▶ **The task**: From the entries below, reproduce exactly the line containing "filename src/adapters/postgres/reliability_repository.rs", the line containing "use std::collections::BTreeMap;", and every line in between, with nothing added.

▶ **The data**:
=-=-=-=-=

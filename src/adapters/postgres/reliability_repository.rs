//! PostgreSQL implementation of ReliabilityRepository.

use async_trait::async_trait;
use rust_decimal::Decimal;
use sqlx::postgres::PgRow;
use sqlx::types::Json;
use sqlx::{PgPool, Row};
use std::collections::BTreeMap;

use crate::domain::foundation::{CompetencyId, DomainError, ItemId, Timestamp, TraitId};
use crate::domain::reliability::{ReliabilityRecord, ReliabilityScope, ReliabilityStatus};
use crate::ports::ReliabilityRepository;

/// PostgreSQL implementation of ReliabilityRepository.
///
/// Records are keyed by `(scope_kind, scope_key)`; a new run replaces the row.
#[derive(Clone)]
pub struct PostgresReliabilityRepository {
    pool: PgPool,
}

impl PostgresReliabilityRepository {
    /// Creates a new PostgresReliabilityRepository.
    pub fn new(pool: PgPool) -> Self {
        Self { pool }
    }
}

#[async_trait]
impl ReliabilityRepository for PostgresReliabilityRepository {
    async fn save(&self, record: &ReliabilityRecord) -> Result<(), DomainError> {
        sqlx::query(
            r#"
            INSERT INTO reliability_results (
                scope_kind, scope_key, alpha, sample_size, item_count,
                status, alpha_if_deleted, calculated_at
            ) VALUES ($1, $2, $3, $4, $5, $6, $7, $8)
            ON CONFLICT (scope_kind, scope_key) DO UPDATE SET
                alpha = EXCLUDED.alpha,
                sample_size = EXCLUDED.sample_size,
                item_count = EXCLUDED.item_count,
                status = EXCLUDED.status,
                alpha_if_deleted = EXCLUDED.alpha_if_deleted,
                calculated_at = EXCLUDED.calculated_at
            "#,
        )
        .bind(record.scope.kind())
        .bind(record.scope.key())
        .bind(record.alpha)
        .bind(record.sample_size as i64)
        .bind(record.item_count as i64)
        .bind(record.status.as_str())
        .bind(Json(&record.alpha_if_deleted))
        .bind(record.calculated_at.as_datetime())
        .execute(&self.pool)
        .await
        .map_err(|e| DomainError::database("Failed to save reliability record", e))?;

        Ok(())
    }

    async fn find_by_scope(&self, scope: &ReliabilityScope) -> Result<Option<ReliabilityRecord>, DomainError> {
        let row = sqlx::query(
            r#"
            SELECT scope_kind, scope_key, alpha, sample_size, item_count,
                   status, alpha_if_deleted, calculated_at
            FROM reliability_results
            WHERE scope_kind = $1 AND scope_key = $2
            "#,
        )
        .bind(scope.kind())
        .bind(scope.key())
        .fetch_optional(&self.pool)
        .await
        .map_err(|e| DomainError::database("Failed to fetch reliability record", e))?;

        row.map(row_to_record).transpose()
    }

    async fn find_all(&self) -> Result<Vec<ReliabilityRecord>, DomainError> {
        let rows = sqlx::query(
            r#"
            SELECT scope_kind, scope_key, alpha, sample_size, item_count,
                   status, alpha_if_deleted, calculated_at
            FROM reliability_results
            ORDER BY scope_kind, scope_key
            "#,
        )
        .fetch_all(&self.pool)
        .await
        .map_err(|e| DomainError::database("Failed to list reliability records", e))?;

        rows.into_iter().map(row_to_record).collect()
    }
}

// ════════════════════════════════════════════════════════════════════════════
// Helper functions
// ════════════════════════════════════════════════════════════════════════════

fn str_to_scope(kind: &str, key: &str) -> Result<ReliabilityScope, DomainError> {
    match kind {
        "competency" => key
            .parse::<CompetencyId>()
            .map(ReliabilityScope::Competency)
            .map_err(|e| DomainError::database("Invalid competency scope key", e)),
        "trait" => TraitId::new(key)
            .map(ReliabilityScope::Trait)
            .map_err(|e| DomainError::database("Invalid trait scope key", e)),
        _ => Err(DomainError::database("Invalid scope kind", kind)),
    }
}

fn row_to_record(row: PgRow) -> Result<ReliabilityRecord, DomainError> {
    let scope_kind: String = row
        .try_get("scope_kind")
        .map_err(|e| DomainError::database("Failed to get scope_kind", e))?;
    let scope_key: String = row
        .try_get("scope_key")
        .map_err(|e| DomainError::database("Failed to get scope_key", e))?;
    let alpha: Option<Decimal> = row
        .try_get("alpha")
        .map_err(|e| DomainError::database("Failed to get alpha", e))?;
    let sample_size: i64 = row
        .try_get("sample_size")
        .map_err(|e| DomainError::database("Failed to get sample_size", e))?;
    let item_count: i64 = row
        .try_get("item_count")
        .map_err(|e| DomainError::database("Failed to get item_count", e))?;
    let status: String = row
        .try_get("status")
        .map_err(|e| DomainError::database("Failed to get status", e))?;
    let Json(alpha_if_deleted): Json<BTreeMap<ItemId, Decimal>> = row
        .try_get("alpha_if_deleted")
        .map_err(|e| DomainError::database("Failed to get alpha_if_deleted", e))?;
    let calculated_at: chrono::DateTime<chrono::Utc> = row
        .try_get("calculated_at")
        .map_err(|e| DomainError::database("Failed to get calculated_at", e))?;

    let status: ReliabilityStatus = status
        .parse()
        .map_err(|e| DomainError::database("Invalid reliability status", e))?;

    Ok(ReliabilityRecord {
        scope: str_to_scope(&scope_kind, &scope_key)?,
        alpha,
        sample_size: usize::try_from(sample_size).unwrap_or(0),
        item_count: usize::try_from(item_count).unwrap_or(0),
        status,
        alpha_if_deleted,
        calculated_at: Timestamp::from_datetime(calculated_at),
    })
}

=-=-=-=-=

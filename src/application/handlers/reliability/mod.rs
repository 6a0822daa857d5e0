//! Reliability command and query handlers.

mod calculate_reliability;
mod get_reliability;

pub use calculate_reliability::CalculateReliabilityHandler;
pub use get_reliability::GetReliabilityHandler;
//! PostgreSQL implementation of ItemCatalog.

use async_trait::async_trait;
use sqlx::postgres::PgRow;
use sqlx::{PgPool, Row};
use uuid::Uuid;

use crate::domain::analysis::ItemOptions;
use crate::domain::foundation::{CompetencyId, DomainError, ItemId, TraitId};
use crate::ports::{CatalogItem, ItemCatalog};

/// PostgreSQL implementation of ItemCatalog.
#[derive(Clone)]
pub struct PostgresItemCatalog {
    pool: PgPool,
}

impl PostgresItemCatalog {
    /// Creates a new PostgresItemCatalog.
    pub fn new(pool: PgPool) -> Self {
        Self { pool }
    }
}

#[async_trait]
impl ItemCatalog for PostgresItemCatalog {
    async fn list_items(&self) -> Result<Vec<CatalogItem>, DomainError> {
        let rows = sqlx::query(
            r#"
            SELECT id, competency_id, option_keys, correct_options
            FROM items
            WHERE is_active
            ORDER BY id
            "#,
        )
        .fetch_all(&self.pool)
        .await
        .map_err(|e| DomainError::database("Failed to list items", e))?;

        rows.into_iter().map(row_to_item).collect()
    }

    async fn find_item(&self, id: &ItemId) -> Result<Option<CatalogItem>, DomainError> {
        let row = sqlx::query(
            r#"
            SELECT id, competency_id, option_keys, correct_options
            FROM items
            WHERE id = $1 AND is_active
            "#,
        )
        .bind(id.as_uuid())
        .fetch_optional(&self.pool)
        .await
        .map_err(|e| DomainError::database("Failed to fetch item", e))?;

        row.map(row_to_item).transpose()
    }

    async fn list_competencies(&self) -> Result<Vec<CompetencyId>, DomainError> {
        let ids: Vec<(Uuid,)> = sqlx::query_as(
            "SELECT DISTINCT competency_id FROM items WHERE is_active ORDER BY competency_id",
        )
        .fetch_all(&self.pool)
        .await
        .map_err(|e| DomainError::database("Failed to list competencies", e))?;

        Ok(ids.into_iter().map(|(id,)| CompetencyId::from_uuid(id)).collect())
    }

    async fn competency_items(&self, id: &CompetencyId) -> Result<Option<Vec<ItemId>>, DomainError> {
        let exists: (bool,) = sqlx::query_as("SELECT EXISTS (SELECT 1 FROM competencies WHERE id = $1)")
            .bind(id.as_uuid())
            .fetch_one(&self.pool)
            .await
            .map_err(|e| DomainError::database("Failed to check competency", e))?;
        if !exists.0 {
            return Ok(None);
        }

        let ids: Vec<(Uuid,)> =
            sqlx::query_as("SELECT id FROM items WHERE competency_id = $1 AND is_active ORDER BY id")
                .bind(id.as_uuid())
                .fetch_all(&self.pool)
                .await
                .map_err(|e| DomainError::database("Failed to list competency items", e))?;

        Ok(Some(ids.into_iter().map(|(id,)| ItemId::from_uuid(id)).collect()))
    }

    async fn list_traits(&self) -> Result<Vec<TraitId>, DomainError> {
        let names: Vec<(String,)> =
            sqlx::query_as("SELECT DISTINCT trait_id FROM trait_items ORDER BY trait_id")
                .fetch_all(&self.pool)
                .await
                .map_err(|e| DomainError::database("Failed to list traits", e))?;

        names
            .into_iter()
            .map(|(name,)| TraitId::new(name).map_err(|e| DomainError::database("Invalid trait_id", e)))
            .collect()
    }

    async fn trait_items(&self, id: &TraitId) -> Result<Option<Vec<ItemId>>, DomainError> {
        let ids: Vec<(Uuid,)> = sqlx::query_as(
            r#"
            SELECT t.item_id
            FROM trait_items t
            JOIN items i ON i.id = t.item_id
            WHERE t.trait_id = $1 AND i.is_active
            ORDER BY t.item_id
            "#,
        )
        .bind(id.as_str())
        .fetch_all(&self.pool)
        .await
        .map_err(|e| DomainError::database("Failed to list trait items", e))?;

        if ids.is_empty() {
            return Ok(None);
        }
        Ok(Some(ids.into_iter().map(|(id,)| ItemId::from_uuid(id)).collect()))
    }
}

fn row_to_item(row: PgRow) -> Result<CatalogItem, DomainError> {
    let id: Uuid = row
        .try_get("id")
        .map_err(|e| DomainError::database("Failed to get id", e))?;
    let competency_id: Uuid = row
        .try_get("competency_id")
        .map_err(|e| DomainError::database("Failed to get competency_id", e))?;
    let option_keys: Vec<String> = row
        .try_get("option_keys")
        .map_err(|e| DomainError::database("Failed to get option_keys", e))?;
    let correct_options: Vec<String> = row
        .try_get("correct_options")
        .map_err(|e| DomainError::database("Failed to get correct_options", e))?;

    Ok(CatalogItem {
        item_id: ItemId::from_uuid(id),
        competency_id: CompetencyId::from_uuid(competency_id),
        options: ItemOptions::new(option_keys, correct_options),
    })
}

=-=-=-=-=

▶ **Problem solution**:
filename src/adapters/postgres/reliability_repository.rs
//! PostgreSQL implementation of ReliabilityRepository.

use async_trait::async_trait;
use rust_decimal::Decimal;
use sqlx::postgres::PgRow;
use sqlx::types::Json;
use sqlx::{PgPool, Row};
use std::collections::BTreeMap;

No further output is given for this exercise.